Quantitative estimation of Nipah virus replication kinetics in vitro

Abstract

Background: Nipah virus is a zoonotic virus isolated from an outbreak in Malaysia in 1998. The virus causes infections in humans, pigs, and several other domestic animals. It has also been isolated from fruit bats. The pathogenesis of Nipah virus infection is still not well described. In the present study, Nipah virus replication kinetics were estimated from infection of African green monkey kidney cells (Vero) using the one-step SYBR Green I-based quantitative real-time reverse transcriptase-polymerase chain reaction (qRT-PCR) assay.

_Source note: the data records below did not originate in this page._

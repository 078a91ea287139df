// ABOUTME: Sequences the whole container session from image check to removal.
// ABOUTME: Teardown always attempts stop-then-remove, whatever the loop outcome.

use super::interactive::run_interactive;
use super::wait::wait_until_running;
use crate::daemon::DockerApi;
use crate::error::{Error, Result};
use crate::types::{ContainerId, ImageRef};
use std::sync::Arc;
use std::time::Duration;
use tokio::io::AsyncRead;
use tracing::warn;

/// Everything a session needs beyond the daemon client itself.
#[derive(Debug, Clone)]
pub struct SessionConfig {
    /// Image to run.
    pub image: ImageRef,
    /// Platform passed to the registry pull.
    pub platform: String,
    /// Name for the created container.
    pub container_name: String,
    /// Command the container runs for its lifetime.
    pub container_cmd: Vec<String>,
    /// Command the display loop probes with.
    pub probe_cmd: Vec<String>,
    /// Total window for the container to reach running state.
    pub ready_timeout: Duration,
    /// Interval between readiness polls.
    pub poll_interval: Duration,
    /// Interval between display probes.
    pub display_interval: Duration,
}

impl SessionConfig {
    pub fn new(image: ImageRef) -> Self {
        Self {
            image,
            platform: "x86-64".to_string(),
            container_name: "ubuntu2004".to_string(),
            container_cmd: vec!["sleep".to_string(), "infinity".to_string()],
            probe_cmd: vec![
                "/bin/sh".to_string(),
                "-c".to_string(),
                "top -b -n 1 | head -4 | tail -2".to_string(),
            ],
            ready_timeout: Duration::from_secs(180),
            poll_interval: Duration::from_secs(1),
            display_interval: Duration::from_millis(800),
        }
    }
}

/// Run one full session: ensure image, create, start, wait, interact, tear down.
///
/// `input` is the stream watched for the finish sentinel, stdin in
/// production.
pub async fn run_session<D, R>(docker: Arc<D>, config: SessionConfig, input: R) -> Result<()>
where
    D: DockerApi + 'static,
    R: AsyncRead + Send + Unpin + 'static,
{
    if !docker.image_exists(&config.image).await? {
        println!(
            "couldn't find image {} locally, downloading...",
            config.image
        );
        docker.pull_image(&config.image, &config.platform).await?;
    }

    println!(
        "initiating container {} from image {}",
        config.container_name, config.image
    );
    let id = docker
        .create_container(&config.container_name, &config.image, &config.container_cmd)
        .await?;

    docker.start_container(&id).await?;

    println!("waiting for container to be in running state...");
    wait_until_running(
        docker.as_ref(),
        &id,
        config.ready_timeout,
        config.poll_interval,
    )
    .await?;

    let loop_result = run_interactive(
        Arc::clone(&docker),
        id.clone(),
        config.probe_cmd.clone(),
        config.display_interval,
        input,
    )
    .await;

    let teardown_result = teardown(docker.as_ref(), &id).await;

    // The interactive failure is the more useful report; teardown problems
    // surface once the loop outcome is accounted for.
    loop_result?;
    teardown_result
}

/// Stop and remove the container. Both steps are attempted even when the
/// interactive loop failed; the first teardown error wins.
async fn teardown<D: DockerApi + ?Sized>(docker: &D, id: &ContainerId) -> Result<()> {
    println!("Stopping the container, please wait...");
    let stop_result = docker.stop_container(id).await;
    if let Ok(false) = &stop_result {
        warn!(container = %id, "container had already stopped");
    }

    println!("Removing the container, please wait...");
    let remove_result = docker.remove_container(id).await;

    stop_result.map_err(Error::from)?;
    remove_result?;
    Ok(())
}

Results: The qRT-PCR had a dynamic range of at least seven orders of magnitude and can detect Nipah virus from as low as one PFU/microL. Following initiation of infection, it was estimated that Nipah virus RNA doubles at every approximately 40 minutes and attained peak intracellular virus RNA level of approximately 8.4 log PFU/microL at about 32 hours post-infection (PI). Significant extracellular Nipah virus RNA release occurred only after 8 hours PI and the level peaked at approximately 7.9 log PFU/microL at 64 hours PI. The estimated rate of Nipah virus RNA released into the cell culture medium was approximately 0.07 log PFU/muL per hour and less than 10% of the released Nipah virus RNA was infectious.

Conclusion: The SYBR Green I-based qRT-PCR assay enabled quantitative assessment of Nipah virus RNA synthesis in Vero cells. A low rate of Nipah virus extracellular RNA release and low infectious virus yield together with extensive syncytial formation during the infection support a cell-to-cell spread mechanism for Nipah virus infection.

Figure 1

Changes in Vero cell morphology following Nipah virus infection. Cell fusion and syncytial formation were observed at eight hours PI (b, thick arrow). Multinucleated giant cells were noted to increase in frequency at 32 hours PI (c, thick arrow). Evidence of apoptosis with the presence of blebbing cell and apoptotic bodies was noted at 48 hours PI (d, thin arrow). At 64 hours PI onwards, cells started to detach from the surface of the tissue culture flask (e). The inset in (c) is an electron micrograph showing multinucleated cells (N) at 32 hours PI and the presence of nuclear invagination (thin arrowhead). The mock-infected Vero cells at 72 hours PI is shown in (f).

Figure 2

Sensitivity and specificity of one-tube qRT-PCR for detection of Nipah virus RNA. DNA fragments obtained from the RT-PCR were visualized in ethidium bromide-stained agarose gel (a). Input Nipah virus RNA in equivalent log PFU is indicated above the lanes. RNA extracted from mock-infected Vero cells and the Nipah virus Armored RNA^® served as the negative (neg) and positive (pos) controls, respectively. Lane (M) consisted of DNA molecular mass marker. Amplification plot of the SYBR^® Green I dye-based qRT-PCR assay were obtained from tenfold serial diluted Nipah virus RNA (1 × 10⁶ to 1 PFU) as indicated in (b). RNA extracted from mock-infected Vero cells was used as the negative control (NTC). The standard curve for the qRT-PCR (c) was generated using the same dilution series of Nipah virus RNA as the amplification plot. Correlation between log PFU/μL of infectious virus against total copy number of Nipah virus RNA (log RNA copy/μL) obtained from the qRT-PCR is shown in (d). Specificity of the assay was assessed and the difference in the melting temperature of the amplified DNA of Nipah virus (thick arrow) and Hendra virus (thin arrow) is indicated in the melting curve analysis (e).

Figure 3

Nipah virus replication in Vero cells. Vero cells were infected with Nipah virus at MOI of 0.2. At selected intervals, total RNA was isolated and the Nipah virus RNA levels were quantified using the SYBR^® Green I-based qRT-PCR assay in equivalent log PFU. A latent phase of at least eight hours followed by an exponential increase in the virus RNA level were noted for the intracellular Nipah virus RNA.